Performance issue in readSam() interacts badly with NFS

Question

Performance issue in readSam() interacts badly with NFS

idavi-bcs opened this issue a year ago · 2 comments

In my environment, all files are stored on an NFS volume (AWS EFS, specifically). This seems to cause a certain amount of performance degradation, because AnchorWave loads genome sequences from disk on demand rather than caching them in memory, and so the code is frequently waiting on a read operation against the network file system.

However, the problem becomes severe when running the proali command, because readSam() reads sequence one base at a time from disk while reading the query SAM file (see https://github.com/baoxingsong/AnchorWave/blob/master/src/service/TransferGffWithNucmerResult.cpp#L124). In my environment, reading the query SAM file for a typical corn genome takes approximately 40 hours, during which time only 5-10% of a single CPU is utilized, due to excessive I/O wait times. Most of this is spent in repeated calls to getCharByPos() while processing Match codes in the CIGAR string.

I have found that replacing the repeated calls to getCharByPos() with a single call to getSubsequence2(queryGenome, queryChr, currentqueryPosition, currentqueryPosition + cLen - 1), the I/O bottleneck is eliminated and reading the same SAM files takes only about 25 minutes. In my testing, this appears to generate the same sequence as getCharByPos() and causes no meaningful increase in memory usage.
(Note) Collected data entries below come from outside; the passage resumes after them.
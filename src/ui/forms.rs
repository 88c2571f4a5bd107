//! Client-side form validation. Nothing here talks to the network; a form that fails validation
//! never produces a request.

use crate::social_client::api;
use itertools::Itertools;
use once_cell::sync::Lazy;
use regex::Regex;
use std::fmt;
use unicode_segmentation::UnicodeSegmentation;

pub const MAX_CONTENT_LENGTH: usize = 280;
pub const MIN_PASSWORD_LENGTH: usize = 6;
pub const MIN_USERNAME_LENGTH: usize = 3;
pub const MAX_USERNAME_LENGTH: usize = 20;

// Same shape as the usual HTML5 email check; the length limits are applied separately.
static RE_EMAIL: Lazy<Regex> = Lazy::new(|| {
    Regex::new(
        r"^[a-zA-Z0-9!#$%&'*+/=?^_`{|}~-]+(?:\.[a-zA-Z0-9!#$%&'*+/=?^_`{|}~-]+)*@[a-zA-Z0-9](?:[a-zA-Z0-9-]{0,61}[a-zA-Z0-9])?(?:\.[a-zA-Z0-9](?:[a-zA-Z0-9-]{0,61}[a-zA-Z0-9])?)*$",
    )
    .unwrap()
});

#[derive(Debug, Clone, Copy, PartialEq, Eq)]
pub enum FieldError {
    Required,
    InvalidEmail,
    TooShort(usize),
    TooLong(usize),
    PasswordMismatch,
}

impl FieldError {
    pub fn message(&self, field: &str) -> String {
        let label = capitalize(field);
        match self {
            FieldError::Required => format!("{label} is required"),
            FieldError::InvalidEmail => "Please enter a valid email address".to_string(),
            FieldError::TooShort(min) => format!("{label} must be at least {min} characters"),
            FieldError::TooLong(max) => format!("{label} must be no more than {max} characters"),
            FieldError::PasswordMismatch => "Passwords do not match".to_string(),
        }
    }
}

/// Every failing field with its first error, in form order.
#[derive(Debug, Clone, Default, PartialEq, Eq)]
pub struct FormErrors {
    errors: Vec<(&'static str, FieldError)>,
}

impl FormErrors {
    fn check(&mut self, field: &'static str, result: Option<FieldError>) {
        if let Some(error) = result {
            self.errors.push((field, error));
        }
    }

    fn into_result<T>(self, value: T) -> Result<T, FormErrors> {
        if self.errors.is_empty() {
            Ok(value)
        } else {
            Err(self)
        }
    }

    pub fn field(&self, name: &str) -> Option<FieldError> {
        self.errors
            .iter()
            .find(|(field, _)| *field == name)
            .map(|(_, error)| *error)
    }

    pub fn messages(&self) -> Vec<String> {
        self.errors
            .iter()
            .map(|(field, error)| error.message(field))
            .collect()
    }
}

impl fmt::Display for FormErrors {
    fn fmt(&self, f: &mut fmt::Formatter<'_>) -> fmt::Result {
        f.write_str(&self.messages().iter().join("; "))
    }
}

impl std::error::Error for FormErrors {}

fn capitalize(field: &str) -> String {
    let mut chars = field.chars();
    match chars.next() {
        Some(first) => first.to_uppercase().chain(chars).collect(),
        None => String::new(),
    }
}

pub fn character_count(text: &str) -> usize {
    text.graphemes(true).count()
}

fn required(value: &str) -> Option<FieldError> {
    value.is_empty().then_some(FieldError::Required)
}

fn email(value: &str) -> Option<FieldError> {
    if value.is_empty() {
        return required(value);
    }
    let local_length = value.split('@').next().map_or(0, str::len);
    let valid = value.len() <= 254 && local_length <= 64 && RE_EMAIL.is_match(value);
    (!valid).then_some(FieldError::InvalidEmail)
}

fn length_between(value: &str, min: Option<usize>, max: Option<usize>) -> Option<FieldError> {
    if value.is_empty() {
        return required(value);
    }
    let count = character_count(value);
    match (min, max) {
        (Some(min), _) if count < min => Some(FieldError::TooShort(min)),
        (_, Some(max)) if count > max => Some(FieldError::TooLong(max)),
        _ => None,
    }
}

#[derive(Debug, Clone, Default, PartialEq, Eq)]
pub struct LoginForm {
    pub email: String,
    pub password: String,
}

impl LoginForm {
    pub fn validate(&self) -> Result<api::LoginDto, FormErrors> {
        let mut errors = FormErrors::default();
        errors.check("email", email(&self.email));
        errors.check(
            "password",
            length_between(&self.password, Some(MIN_PASSWORD_LENGTH), None),
        );
        errors.into_result(api::LoginDto {
            email: self.email.clone(),
            password: self.password.clone(),
        })
    }
}

#[derive(Debug, Clone, Default, PartialEq, Eq)]
pub struct SignupForm {
    pub email: String,
    pub username: String,
    pub password: String,
    pub confirm_password: String,
}

impl SignupForm {
    pub fn validate(&self) -> Result<api::SignupDto, FormErrors> {
        let mut errors = FormErrors::default();
        errors.check("email", email(&self.email));
        errors.check(
            "username",
            length_between(
                &self.username,
                Some(MIN_USERNAME_LENGTH),
                Some(MAX_USERNAME_LENGTH),
            ),
        );
        errors.check(
            "password",
            length_between(&self.password, Some(MIN_PASSWORD_LENGTH), None),
        );
        errors.check(
            "confirmPassword",
            required(&self.confirm_password).or_else(|| {
                (self.password != self.confirm_password).then_some(FieldError::PasswordMismatch)
            }),
        );
        errors.into_result(api::SignupDto {
            email: self.email.clone(),
            password: self.password.clone(),
            username: Some(self.username.clone()),
        })
    }
}

/// Body of a new tweet or comment.
#[derive(Debug, Clone, Default, PartialEq, Eq)]
pub struct ComposeForm {
    pub content: String,
}

impl ComposeForm {
    pub fn new(content: &str) -> Self {
        Self {
            content: content.to_string(),
        }
    }

    pub fn character_count(&self) -> usize {
        character_count(&self.content)
    }

    /// Negative once over the limit.
    pub fn remaining_characters(&self) -> i64 {
        MAX_CONTENT_LENGTH as i64 - self.character_count() as i64
    }

    pub fn is_over_limit(&self) -> bool {
        self.remaining_characters() < 0
    }

    pub fn can_submit(&self) -> bool {
        self.validate().is_ok()
    }

    /// The trimmed content, ready to send.
    pub fn validate(&self) -> Result<String, FormErrors> {
        let trimmed = self.content.trim();
        let mut errors = FormErrors::default();
        errors.check(
            "content",
            length_between(trimmed, None, None)
                .or_else(|| self.is_over_limit().then_some(FieldError::TooLong(MAX_CONTENT_LENGTH))),
        );
        errors.into_result(trimmed.to_string())
    }
}

#[cfg(test)]
mod tests {
    use super::*;

    #[test]
    fn test_login_form() {
        let form = LoginForm {
            email: "alice@example.com".to_string(),
            password: "hunter22".to_string(),
        };
        assert_eq!(form.validate().unwrap().email, "alice@example.com");

        let form = LoginForm {
            email: "not-an-email".to_string(),
            password: "123".to_string(),
        };
        let errors = form.validate().unwrap_err();
        assert_eq!(errors.field("email"), Some(FieldError::InvalidEmail));
        assert_eq!(errors.field("password"), Some(FieldError::TooShort(6)));
        assert_eq!(
            errors.to_string(),
            "Please enter a valid email address; Password must be at least 6 characters"
        );
    }

    #[test]
    fn test_login_form_required() {
        let errors = LoginForm::default().validate().unwrap_err();
        assert_eq!(errors.messages(), vec!["Email is required", "Password is required"]);
    }

    #[test]
    fn test_signup_form() {
        let mut form = SignupForm {
            email: "bob@example.com".to_string(),
            username: "bo".to_string(),
            password: "secret1".to_string(),
            confirm_password: "secret2".to_string(),
        };
        let errors = form.validate().unwrap_err();
        assert_eq!(errors.field("username"), Some(FieldError::TooShort(3)));
        assert_eq!(errors.field("confirmPassword"), Some(FieldError::PasswordMismatch));
        assert_eq!(errors.field("email"), None);

        form.username = "bobby".to_string();
        form.confirm_password = "secret1".to_string();
        let dto = form.validate().unwrap();
        assert_eq!(dto.username.as_deref(), Some("bobby"));

        form.username = "x".repeat(21);
        assert_eq!(
            form.validate().unwrap_err().messages(),
            vec!["Username must be no more than 20 characters"]
        );
    }

    #[test]
    fn test_compose_limit() {
        let form = ComposeForm::new(&"a".repeat(MAX_CONTENT_LENGTH));
        assert_eq!(form.remaining_characters(), 0);
        assert!(form.can_submit());

        let form = ComposeForm::new(&"a".repeat(MAX_CONTENT_LENGTH + 1));
        assert!(form.is_over_limit());
        assert_eq!(
            form.validate().unwrap_err().field("content"),
            Some(FieldError::TooLong(MAX_CONTENT_LENGTH))
        );
    }

    #[test]
    fn test_compose_counts_graphemes_and_trims() {
        // one flag emoji is several code points but one character on screen
        let form = ComposeForm::new(&"🇯🇵".repeat(MAX_CONTENT_LENGTH));
        assert_eq!(form.character_count(), MAX_CONTENT_LENGTH);
        assert!(form.can_submit());

        assert_eq!(ComposeForm::new("  hi \n").validate().unwrap(), "hi");
        assert_eq!(
            ComposeForm::new("   ").validate().unwrap_err().field("content"),
            Some(FieldError::Required)
        );
    }
}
If I've understood the issue correctly, I would suggest:

patching the readSam() function to use getSubsequence2() instead of readCharByPos()
updating the docs to warn users to avoid using files on a network file system if possible, especially genome FASTAs

Answer 1 · 2023-05-17T01:21:44.000Z

Thank you so much Dr. Davis for this insightful message.
I do not have a lot of experiments with network storage. By using FASTA files locally, reading a corn SAM file only takes a few minutes or less than a minute.
To generate alignment with good accuracy, we tuned the base-paired resolved dynamic programming algorithm using a large windows size, which is 100 Kbp by default. So dynamic programming part is costing a high memory, thus the memory is a bottleneck. To increase the number of threads that could run in parallel, we tried to save memory everywhere. That is why AnchorWave loads genome sequences from disk on demand rather than caching them in memory.

I would like to update the docs to warn users to avoid using files on a network file system. If you or your colleagues do not have enough local storage but have a large memory, the alternative way could copy the FASTA file to the memory /dev/shm.
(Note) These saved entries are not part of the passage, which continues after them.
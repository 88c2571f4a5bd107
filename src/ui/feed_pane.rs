use crate::social_client::api;
use crate::social_client::query::{FilterOp, TweetField, TweetListParams, TweetRelation};
use crate::social_client::SocialClient;
use crate::store::Session;
use crate::ui::forms::ComposeForm;
use crate::ui::{collapse_newlines, first_line, ViewError};
use crate::ui_framework::line_buffer::{LineBuffer, LineSegment};
use crate::ui_framework::Render;
use chrono::Utc;
use crossterm::style::Color;
use unicode_truncate::UnicodeTruncateStr;

#[derive(Debug, Clone, Copy, PartialEq, Eq)]
pub struct PageInfo {
    pub current_page: u64,
    pub last_page: u64,
    pub total: u64,
}

impl PageInfo {
    fn of<T>(page: &api::PaginatedResponse<T>) -> Self {
        Self {
            current_page: page.current_page,
            last_page: page.last_page,
            total: page.total,
        }
    }
}

/// The home timeline: tweets with their authors, newest inserts first.
#[derive(Debug)]
pub struct FeedPane {
    client: SocialClient,
    tweets: Vec<api::Tweet>,
    page_info: Option<PageInfo>,
    per_page: Option<u64>,
    search: Option<String>,
    viewer_id: Option<String>,
    show_ids: bool,
}

impl FeedPane {
    pub fn new(client: &SocialClient) -> Self {
        Self {
            client: client.clone(),
            tweets: Vec::new(),
            page_info: None,
            per_page: None,
            search: None,
            viewer_id: None,
            show_ids: false,
        }
    }

    pub fn with_per_page(mut self, per_page: u64) -> Self {
        self.per_page = Some(per_page);
        self
    }

    pub fn with_search(mut self, term: &str) -> Self {
        self.search = Some(term.to_string());
        self
    }

    pub fn with_ids(mut self, show_ids: bool) -> Self {
        self.show_ids = show_ids;
        self
    }

    /// Tweets by this user get highlighted.
    pub fn set_viewer(&mut self, viewer: Option<&api::User>) {
        self.viewer_id = viewer.map(|user| user.id.clone());
    }

    pub fn tweets(&self) -> &[api::Tweet] {
        &self.tweets
    }

    pub fn page_info(&self) -> Option<PageInfo> {
        self.page_info
    }

    fn params(&self, page: u64) -> TweetListParams {
        let mut params = TweetListParams::new()
            .relations(&[TweetRelation::Author])
            .page(page);
        if let Some(per_page) = self.per_page {
            params = params.per_page(per_page);
        }
        if let Some(term) = &self.search {
            params = params.filter(TweetField::Content, FilterOp::Like, format!("%{term}%"));
        }
        params
    }

    /// Replaces the list with `page`.
    pub async fn load_page(&mut self, page: u64) -> Result<(), ViewError> {
        let resp = self.client.tweets(&self.params(page)).await?;
        self.page_info = Some(PageInfo::of(&resp));
        self.tweets = resp.data;
        Ok(())
    }

    /// `restart` reloads from the first page; otherwise the next page is appended.
    pub async fn load_page_of_tweets(&mut self, restart: bool) -> Result<(), ViewError> {
        if restart {
            return self.load_page(1).await;
        }

        // NB: require a loaded page if continuing to the next one
        let page_info = self.page_info.ok_or(ViewError::NoMorePages)?;
        if page_info.current_page >= page_info.last_page {
            return Err(ViewError::NoMorePages);
        }

        let resp = self
            .client
            .tweets(&self.params(page_info.current_page + 1))
            .await?;
        self.page_info = Some(PageInfo::of(&resp));
        self.tweets.extend(resp.data);
        Ok(())
    }

    pub fn insert(&mut self, tweet: api::Tweet) {
        self.tweets.insert(0, tweet);
    }

    /// Posts a tweet as the signed-in user and puts it at the top of the feed. The tweet is
    /// re-fetched to pick up its author; if that fails the tweet as created is used instead.
    pub async fn publish(
        &mut self,
        session: &Session,
        form: &ComposeForm,
    ) -> Result<&api::Tweet, ViewError> {
        let content = form.validate()?;
        let user = session.current_user().ok_or(ViewError::NotSignedIn)?;

        let created = self
            .client
            .create_tweet(&api::CreateUpdateTweetDto {
                content,
                created_at: Utc::now(),
                author_id: Some(user.id.clone()),
            })
            .await?;

        let tweet = match self.client.tweet(&created.id, &[TweetRelation::Author]).await {
            Ok(tweet) => tweet,
            Err(err) => {
                tracing::warn!(tweet_id = %created.id, "could not reload new tweet: {err}");
                created
            }
        };

        self.insert(tweet);
        Ok(&self.tweets[0])
    }
}

/// `MM-DD HH:MM:SS  >  @author text…`, cut to `width` columns.
pub fn feed_line(tweet: &api::Tweet, width: usize, highlight: bool) -> Vec<LineSegment> {
    let mut segments: Vec<LineSegment> = Vec::new();

    let tweet_time = tweet.created_at_local().format("%m-%d %H:%M:%S");
    let tweet_time = format!("{tweet_time}  >  ");
    let (tweet_time, time_width) = tweet_time.unicode_truncate(width);
    segments.push(LineSegment::color(tweet_time, Color::DarkGrey));

    let tweet_author = tweet.author_username().unwrap_or("[unknown]");
    let tweet_author = format!("@{tweet_author} ");
    let (tweet_author, author_width) = tweet_author.unicode_truncate(width - time_width);
    segments.push(LineSegment::color(
        tweet_author,
        if highlight {
            Color::Yellow
        } else {
            Color::DarkCyan
        },
    ));

    // NB: wide characters can overhang a narrow wrap
    let remaining_width = width - time_width - author_width;
    let formatted = collapse_newlines(&tweet.content);
    let content = first_line(&formatted, remaining_width);
    let (content, _) = content.unicode_truncate(remaining_width);
    segments.push(LineSegment::plain(content));

    segments
}

impl Render for FeedPane {
    fn render(&self, width: usize) -> LineBuffer {
        let mut buffer = LineBuffer::new();

        if self.tweets.is_empty() {
            buffer.push(vec![LineSegment::color("No tweets yet.", Color::DarkGrey)]);
            return buffer;
        }

        for tweet in &self.tweets {
            let highlight = tweet
                .author
                .as_ref()
                .zip(self.viewer_id.as_ref())
                .map_or(false, |(author, viewer_id)| &author.id == viewer_id);
            buffer.push(feed_line(tweet, width, highlight));
            if self.show_ids {
                buffer.push(vec![LineSegment::color(
                    &format!("    {}", tweet.id),
                    Color::DarkGrey,
                )]);
            }
        }

        if let Some(PageInfo {
            current_page,
            last_page,
            total,
        }) = self.page_info
        {
            buffer.push(vec![LineSegment::color(
                &format!("page {current_page}/{last_page}, {total} tweets"),
                Color::DarkGrey,
            )]);
        }

        buffer
    }
}
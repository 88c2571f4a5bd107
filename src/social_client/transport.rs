use crate::social_client::error::ClientError;
use async_trait::async_trait;
use hyper::client::HttpConnector;
use hyper::header::{AUTHORIZATION, CONTENT_TYPE};
use hyper::{Body, Client, Method, Request, StatusCode};
use hyper_tls::HttpsConnector;
use std::fmt::Debug;
use url::Url;

/// One outbound call, already resolved to a full URL.
#[derive(Debug, Clone, PartialEq, Eq)]
pub struct ApiRequest {
    pub method: Method,
    pub url: Url,
    pub bearer: Option<String>,
    pub body: Option<Vec<u8>>,
}

impl ApiRequest {
    /// First value of the query parameter `key`, decoded.
    pub fn query_value(&self, key: &str) -> Option<String> {
        self.url
            .query_pairs()
            .find(|(k, _)| k == key)
            .map(|(_, v)| v.into_owned())
    }
}

#[derive(Debug, Clone, PartialEq, Eq)]
pub struct ApiResponse {
    pub status: StatusCode,
    pub body: Vec<u8>,
}

/// Sends a single request and hands back whatever the server said. Non-2xx statuses are not
/// errors at this layer.
#[async_trait]
pub trait Transport: Debug + Send + Sync {
    async fn send(&self, request: ApiRequest) -> Result<ApiResponse, ClientError>;
}

#[derive(Debug, Clone)]
pub struct HyperTransport {
    https_client: Client<HttpsConnector<HttpConnector>>,
}

impl HyperTransport {
    pub fn new() -> Self {
        let https = HttpsConnector::new();
        let https_client = Client::builder().build::<_, hyper::Body>(https);
        Self { https_client }
    }
}

impl Default for HyperTransport {
    fn default() -> Self {
        Self::new()
    }
}

#[async_trait]
impl Transport for HyperTransport {
    async fn send(&self, request: ApiRequest) -> Result<ApiResponse, ClientError> {
        let mut builder = Request::builder()
            .method(request.method.clone())
            .uri(request.url.as_str());

        if let Some(token) = &request.bearer {
            builder = builder.header(AUTHORIZATION, format!("Bearer {token}"));
        }

        let req = match request.body {
            Some(body) => builder
                .header(CONTENT_TYPE, "application/json")
                .body(Body::from(body))?,
            None => builder.body(Body::empty())?,
        };

        tracing::debug!(method = %request.method, url = %request.url, "sending request");

        let resp = self.https_client.request(req).await?;
        let status = resp.status();
        let body = hyper::body::to_bytes(resp.into_body()).await?;

        tracing::debug!(%status, bytes = body.len(), "received response");

        Ok(ApiResponse {
            status,
            body: body.to_vec(),
        })
    }
}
Answer 2 · 2023-05-17T15:21:28.000Z

Dr. Song, thank you so much for the amazingly rapid response! I see you've already updated the docs.

Your suggestions are good ones. Alas, the environment that I work in does not have fast local disks, and I do not have sufficient permissions to increase the size of /dev/shm. I believe that many researchers will find themselves in the same situation, depending on the details of the university cluster they use or the cloud environments they work in.

Given that, I hope you will consider merging my pull request #50. For me at least, it makes the difference between AnchorWave being usable and unusable. It should improve performance for everyone. And because it comes before the memory-intensive alignment portion of the algorithm, it will not increase peak memory utilization at all. Please do let me know if you see some other drawback to the PR that I didn't notice!